→ **Problem to solve**
Check every line below for the word "other" and give only the number of lines where it appears.

→ **Data provided**

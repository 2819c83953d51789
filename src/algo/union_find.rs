//! Union-find over node handles.
//!
//! Finalize merges unknown nodes that bound the same unassigned run around a
//! vertex. Merges are recorded here and applied to every attachment slot in a
//! single relabeling pass, so a node merged at one vertex is also replaced
//! wherever else it is referenced.

use crate::mesh::{MeshIndex, NodeId};

/// Disjoint sets of node handles. Handles never merged are their own root,
/// including handles created after the structure was built.
#[derive(Debug, Clone, Default)]
pub(crate) struct NodeUnion {
    parent: Vec<usize>,
}

impl NodeUnion {
    pub(crate) fn new(len: usize) -> Self {
        Self {
            parent: (0..len).collect(),
        }
    }

    /// Representative of the set containing `node`.
    pub(crate) fn find<I: MeshIndex>(&mut self, node: NodeId<I>) -> NodeId<I> {
        if !node.is_valid() {
            return node;
        }
        let mut i = node.index();
        if i >= self.parent.len() {
            return node;
        }
        // Path halving
        while self.parent[i] != i {
            self.parent[i] = self.parent[self.parent[i]];
            i = self.parent[i];
        }
        NodeId::new(i)
    }

    /// Attach the root `from` under the root `into`.
    pub(crate) fn merge<I: MeshIndex>(&mut self, from: NodeId<I>, into: NodeId<I>) {
        debug_assert_eq!(self.find(from), from);
        debug_assert_eq!(self.find(into), into);

        let needed = from.index().max(into.index()) + 1;
        if self.parent.len() < needed {
            let start = self.parent.len();
            self.parent.extend(start..needed);
        }
        self.parent[from.index()] = into.index();
    }
}

#[cfg(test)]
mod tests {
    use super::*;

    #[test]
    fn test_singletons() {
        let mut union = NodeUnion::new(3);
        let n: NodeId = NodeId::new(2);
        assert_eq!(union.find(n), n);
        // Handles beyond the initial size are roots too
        assert_eq!(union.find(NodeId::<u32>::new(10)), NodeId::new(10));
        assert!(!union.find(NodeId::<u32>::invalid()).is_valid());
    }

    #[test]
    fn test_chained_merges() {
        let mut union = NodeUnion::new(4);
        let [a, b, c, d]: [NodeId; 4] = [0, 1, 2, 3].map(NodeId::new);

        union.merge(b, a);
        union.merge(c, d);
        let root = union.find(c);
        let other = union.find(a);
        union.merge(other, root);

        for n in [a, b, c, d] {
            assert_eq!(union.find(n), d);
        }
    }

    #[test]
    fn test_merge_grows() {
        let mut union = NodeUnion::new(1);
        let late: NodeId = NodeId::new(5);
        union.merge(late, NodeId::new(0));
        assert_eq!(union.find(late), NodeId::new(0));
        assert_eq!(union.find(NodeId::<u32>::new(4)), NodeId::new(4));
    }
}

→ **Answer box**
2